2012 Blue Jays: Carlos Villaneuva, Darren Oliver, assorted pitchers

23 02 2013

Carlos Villaneuva has signed as a free agent with the Chicago Cubs, which means he might be in a bit of trouble: he gave up 23 home runs in only 125 1/3 innings of work, and Wrigley Field can be a bit home run friendly at times. If the wind’s blowing out, the kids at Waveland and Sheffield (outside the ballpark) will have plenty of opportunities to chase after souvenirs.

Do you want to know something interesting about Darren Oliver? His five best years in order from best to worst, according to earned-run average, have been 2012, 2011, 2010, 2009, and 2008. He’s now 42, and he’s still getting better. Of course, as a left-handed spot reliever, he doesn’t actually work all that much, but he’s doing perfectly well when he’s in there. His career path should give hope to any lefthander struggling to make it – he was a mostly awful pitcher until he reached the age of 35. Luis Perez, another lefthander, who pitched reasonably well until he hurt his arm, should hang in there.

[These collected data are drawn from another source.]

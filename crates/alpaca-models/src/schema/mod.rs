/*
 *
 *
 *
 *
 * MIT License
 * Copyright (c) 2025. Dwight J. Browne
 * dwight[-at-]dwightjbrowne[-dot-]com
 *
 *
 * Permission is hereby granted, free of charge, to any person obtaining a copy
 * of this software and associated documentation files (the "Software"), to deal
 * in the Software without restriction, including without limitation the rights
 * to use, copy, modify, merge, publish, distribute, sublicense, and/or sell
 * copies of the Software, and to permit persons to whom the Software is
 * furnished to do so, subject to the following conditions:
 *
 * The above copyright notice and this permission notice shall be included in all
 * copies or substantial portions of the Software.
 *
 * THE SOFTWARE IS PROVIDED "AS IS", WITHOUT WARRANTY OF ANY KIND, EXPRESS OR
 * IMPLIED, INCLUDING BUT NOT LIMITED TO THE WARRANTIES OF MERCHANTABILITY,
 * FITNESS FOR A PARTICULAR PURPOSE AND NONINFRINGEMENT. IN NO EVENT SHALL THE
 * AUTHORS OR COPYRIGHT HOLDERS BE LIABLE FOR ANY CLAIM, DAMAGES OR OTHER
 * LIABILITY, WHETHER IN AN ACTION OF CONTRACT, TORT OR OTHERWISE, ARISING FROM,
 * OUT OF OR IN CONNECTION WITH THE SOFTWARE OR THE USE OR OTHER DEALINGS IN THE
 * SOFTWARE.
 */

//! Schema validation for request inputs and upstream responses.
//!
//! Every payload crosses this module twice. Caller supplied queries and
//! bodies implement [`QuerySchema`] / [`BodySchema`], which check constraints
//! and encode the wire form before anything is sent. Response payloads are
//! decoded through [`ResponseSchema`], which walks the JSON with a
//! [`FieldPath`] cursor and records every mismatch it finds rather than
//! stopping at the first one.
//!
//! Objects come in two flavours. Strict objects reject keys that were not
//! declared; tolerant objects drop them silently. The choice is made per type
//! when its decoder calls [`ObjectReader::finish_strict`] or
//! [`ObjectReader::finish_tolerant`].

mod formats;
mod input;
mod output;

pub use formats::{
  coerce_integer, coerce_number, date, date_time, exact_len, max_len, non_empty, stock_symbol,
  time_of_day, uint_u16, uint_u32, uint_u64, wire_date_time,
};
pub use input::{
  decimal_string, encode_body, BodySchema, InputCheck, Never, QueryParams, QuerySchema, QueryValue,
};
pub use output::{
  array_of, describe, enumerated, max_items, mismatch, nullable, run, Decode, FieldPath, NoContent,
  ObjectReader, ResponseSchema, MISSING,
};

My guess, sadly, is that Dustin McGowan will never pitch again (he’s already reporting shoulder trouble this spring). Which is too bad. At one time, he looked like he was going to be a great pitcher. Not everyone can handle the strain imposed upon the human arm by the unnatural act of throwing a baseball very hard.

Did you know that the Jays used 34 pitchers in 2012? That’s roughly three whole pitching staffs. This list included:

  • two Canadians (Shawn Hill and Scott Richmond);
  • two Carpenters (Andrew and David);
  • one catcher (Jeff Mathis, who pitched two innings and gave up two runs);
  • one closer (Sergio Santos, who pitched five innings and then was shut down);
  • and six pitchers who pitched three innings or less (Richmond, Hill, David Carpenter, Ryota Igarashi, Bobby Korecky, and Sam Dyson).

My guess is that the Jays will use fewer pitchers in 2013. I hope.

I’ve gone almost all the way through this year’s previews without mentioning Francisco Cordero. My mother taught me that if I couldn’t say something nice about someone, I shouldn’t say anything at all.